An electrophysiological model of major depression: Relevance to clinical subtyping and pharmacological management.

ABSTRACT

We present a neurochemical model of unipolar major depressive disorder that makes predictions for optimizing pharmacological treatment of this debilitating neuropsychiatric disorder. We suggest that there are two principal electrophysiological subtypes of depression, with the more common one involving a high excitatory/inhibitory (E/I) electrophysiological ratio, and a less common low E/I subtype. The high E/I subtype is paradoxically a variant of previous conceptions of atypical depression, whereas the low E/I subtype is a variant of melancholic depression. We focus on the ratio of norepinephrine (NE) to serotonin (5HT) as primary determinants of E/I ratio, which have opposing effects on mood regulation. We suggest that high NE/5HT (or E/I) ratio depressions should be treated with pharmacological agents that boost 5HT (such as SSRIs) and/or drugs that reduce noradrenergic transmission (such as clonidine, guanfacine, propranolol, prazosin).
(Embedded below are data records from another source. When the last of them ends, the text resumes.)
use crate::domain::model::{Cohort, MonthSeries, RevenueSkuRule};
use rust_decimal::Decimal;
use std::collections::HashMap;

// 金額計算一律飽和，不會溢位 panic

pub fn deposit_revenue(quantity: Decimal, upfront_deposit: Decimal) -> Decimal {
    quantity.saturating_mul(upfront_deposit)
}

pub fn monthly_revenue(quantity: Decimal, monthly_revenue: Decimal) -> Decimal {
    quantity.saturating_mul(monthly_revenue)
}

pub fn deposit_refund(quantity: Decimal, upfront_deposit: Decimal) -> Decimal {
    quantity.saturating_mul(upfront_deposit)
}

/// Revenue waterfall over `1..=horizon`, each cohort priced by the rule of its `sku_id`.
pub fn accumulate_revenue(
    cohorts: &[Cohort],
    rules: &HashMap<String, RevenueSkuRule>,
    horizon: u32,
) -> MonthSeries {
    let mut totals = MonthSeries::zeros(horizon);

    for cohort in cohorts {
        match rules.get(&cohort.sku_id) {
            Some(rule) => apply_rule(&mut totals, cohort, rule, horizon),
            None => tracing::debug!(
                "No revenue rule for SKU {}, cohort starting month {} skipped",
                cohort.sku_id,
                cohort.start_month
            ),
        }
    }

    totals
}

/// Revenue waterfall applying a single rule to every cohort.
pub fn accumulate_revenue_for_rule(
    cohorts: &[Cohort],
    rule: &RevenueSkuRule,
    horizon: u32,
) -> MonthSeries {
    let mut totals = MonthSeries::zeros(horizon);
    for cohort in cohorts {
        apply_rule(&mut totals, cohort, rule, horizon);
    }
    totals
}

fn apply_rule(totals: &mut MonthSeries, cohort: &Cohort, rule: &RevenueSkuRule, horizon: u32) {
    for month in cohort.start_month.max(1)..=horizon {
        let Some(age) = cohort.age_at(month) else {
            continue;
        };

        if age == 1 {
            totals.add(month, deposit_revenue(cohort.quantity, rule.upfront_deposit));
        }

        if rule.is_revenue_active(age) {
            totals.add(month, monthly_revenue(cohort.quantity, rule.monthly_revenue));
        }

        if rule.refund_month() == Some(age) {
            totals.add(month, -deposit_refund(cohort.quantity, rule.upfront_deposit));
        }
    }
}

#[cfg(test)]
mod tests {
    use super::*;
    use rust_decimal_macros::dec;

    fn r10_rule() -> RevenueSkuRule {
        RevenueSkuRule {
            sku_id: "R10".to_string(),
            sku_name: "Premium Nurse Placement with Deposit".to_string(),
            description: None,
            upfront_deposit: dec!(10000),
            selection_period_months: Some(3),
            active_revenue_start_month: 4,
            active_revenue_end_month: Some(39),
            monthly_revenue: dec!(2513),
            deposit_refund_month: Some(40),
            cogs_sku_id: Some("C10".to_string()),
            created_at: None,
        }
    }

    fn cohorts(specs: &[(u32, i64)]) -> Vec<Cohort> {
        specs
            .iter()
            .map(|&(start, quantity)| Cohort::new("R10", start, quantity))
            .collect()
    }

    fn as_decimals(values: &[i64]) -> Vec<Decimal> {
        values.iter().map(|&v| Decimal::from(v)).collect()
    }

    #[test]
    fn test_helpers() {
        assert_eq!(deposit_revenue(dec!(10), dec!(10000)), dec!(100000));
        assert_eq!(deposit_revenue(dec!(10), dec!(1500.50)), dec!(15005));
        assert_eq!(monthly_revenue(dec!(10), dec!(123.45)), dec!(1234.5));
        assert_eq!(monthly_revenue(dec!(10), dec!(-500)), dec!(-5000));
        assert_eq!(deposit_refund(dec!(0), dec!(10000)), dec!(0));
        assert_eq!(monthly_revenue(dec!(3), dec!(33.33)), dec!(99.99));
    }

    #[test]
    fn test_single_cohort() {
        let result = accumulate_revenue_for_rule(&cohorts(&[(1, 10)]), &r10_rule(), 7);
        assert_eq!(
            result.values(),
            as_decimals(&[100000, 0, 0, 25130, 25130, 25130, 25130])
        );
    }

    #[test]
    fn test_four_cohort_waterfall() {
        let result = accumulate_revenue_for_rule(
            &cohorts(&[(1, 10), (2, 20), (3, 0), (4, 40)]),
            &r10_rule(),
            36,
        );

        assert_eq!(result.horizon(), 36);
        assert_eq!(
            &result.values()[..7],
            as_decimals(&[100000, 200000, 0, 425130, 75390, 75390, 175910])
        );
    }

    #[test]
    fn test_later_start() {
        let result = accumulate_revenue_for_rule(&cohorts(&[(3, 10)]), &r10_rule(), 7);
        assert_eq!(
            result.values(),
            as_decimals(&[0, 0, 100000, 0, 0, 25130, 25130])
        );
    }

    #[test]
    fn test_short_horizon() {
        let result = accumulate_revenue_for_rule(
            &cohorts(&[(1, 10), (2, 20), (3, 30), (4, 40)]),
            &r10_rule(),
            5,
        );
        assert_eq!(
            result.values(),
            as_decimals(&[100000, 200000, 300000, 425130, 75390])
        );
    }

    #[test]
    fn test_end_month() {
        let rule = RevenueSkuRule {
            active_revenue_end_month: Some(6),
            ..r10_rule()
        };
        let result = accumulate_revenue_for_rule(&cohorts(&[(1, 10)]), &rule, 8);
        assert_eq!(
            result.values(),
            as_decimals(&[100000, 0, 0, 25130, 25130, 25130, 0, 0])
        );
    }

    #[test]
    fn test_deposit_refund() {
        let rule = RevenueSkuRule {
            deposit_refund_month: Some(6),
            ..r10_rule()
        };
        let result = accumulate_revenue_for_rule(&cohorts(&[(1, 10)]), &rule, 7);
        assert_eq!(
            result.values(),
            as_decimals(&[100000, 0, 0, 25130, 25130, -74870, 25130])
        );
    }

    #[test]
    fn test_refund_nets_out_deposit() {
        let rule = RevenueSkuRule {
            monthly_revenue: dec!(0),
            deposit_refund_month: Some(5),
            ..r10_rule()
        };
        let result = accumulate_revenue_for_rule(&cohorts(&[(2, 7)]), &rule, 12);
        assert_eq!(result.total(), dec!(0));
    }

    #[test]
    fn test_complex_structure() {
        let rule = RevenueSkuRule {
            upfront_deposit: dec!(5000),
            monthly_revenue: dec!(1000),
            active_revenue_start_month: 2,
            active_revenue_end_month: Some(5),
            deposit_refund_month: Some(3),
            ..r10_rule()
        };
        let result = accumulate_revenue_for_rule(&cohorts(&[(1, 10)]), &rule, 6);
        assert_eq!(
            result.values(),
            as_decimals(&[50000, 10000, -40000, 10000, 10000, 0])
        );
    }

    #[test]
    fn test_empty_and_zero_cohorts() {
        let empty = accumulate_revenue_for_rule(&[], &r10_rule(), 5);
        assert_eq!(empty.values(), as_decimals(&[0, 0, 0, 0, 0]));

        let zero = accumulate_revenue_for_rule(&cohorts(&[(1, 0)]), &r10_rule(), 5);
        assert_eq!(zero.values(), as_decimals(&[0, 0, 0, 0, 0]));
    }

    #[test]
    fn test_rules_keyed_by_sku() {
        let mut rules = HashMap::new();
        rules.insert("R10".to_string(), r10_rule());
        rules.insert(
            "R20".to_string(),
            RevenueSkuRule {
                sku_id: "R20".to_string(),
                upfront_deposit: dec!(0),
                active_revenue_start_month: 1,
                monthly_revenue: dec!(100),
                ..r10_rule()
            },
        );

        let input = vec![
            Cohort::new("R10", 1, 1),
            Cohort::new("R20", 2, 3),
            Cohort::new("UNKNOWN", 1, 99),
        ];
        let result = accumulate_revenue(&input, &rules, 4);
        assert_eq!(result.values(), as_decimals(&[10000, 300, 300, 2813]));
    }

    #[test]
    fn test_oversized_cohort_saturates() {
        let huge = vec![Cohort::new("R10", 1, Decimal::MAX), Cohort::new("R10", 1, 1)];
        let result = accumulate_revenue_for_rule(&huge, &r10_rule(), 40);

        assert_eq!(result.get(1), Some(Decimal::MAX));
        assert_eq!(result.get(4), Some(Decimal::MAX));
        assert_eq!(result.get(40), Some(Decimal::MIN));
        assert_eq!(deposit_refund(Decimal::MIN, dec!(2)), Decimal::MIN);
    }
}
use thiserror::Error;

pub type Result<T> = std::result::Result<T, RagError>;

#[derive(Error, Debug)]
pub enum RagError {
    #[error("Configuration error: {0}")]
    Config(String),

    #[error("Parsing error: {0}")]
    Parsing(String),

    #[error("Chunking error: {0}")]
    Chunking(String),

    #[error("Embedding error: {0}")]
    Embedding(String),

    #[error("Index error: {0}")]
    Index(String),

    #[error("Generation error: {0}")]
    Generation(String),

    #[error("IO error: {0}")]
    Io(#[from] std::io::Error),

    #[error("Other error: {0}")]
    Other(#[from] anyhow::Error),
}

pub mod chunker;
pub mod config;
pub mod document;
pub mod embeddings;
pub mod generation;
pub mod index;
pub mod ingest;
mod net;
pub mod ocr;
pub mod retrieval;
In contrast, low NE/5HT (or E/I) depressions should be treated with agents that boost NE (such as most tricyclics) and/or drugs that reduce serotonergic transmission. Our model predicts that the rapidly acting antidepressant ketamine (and possibly scopolamine), which has an acutely excitatory electrophysiological profile that may be followed by sustained increased inhibition, should improve the high NE/5HT subtype and worsen the low subtype.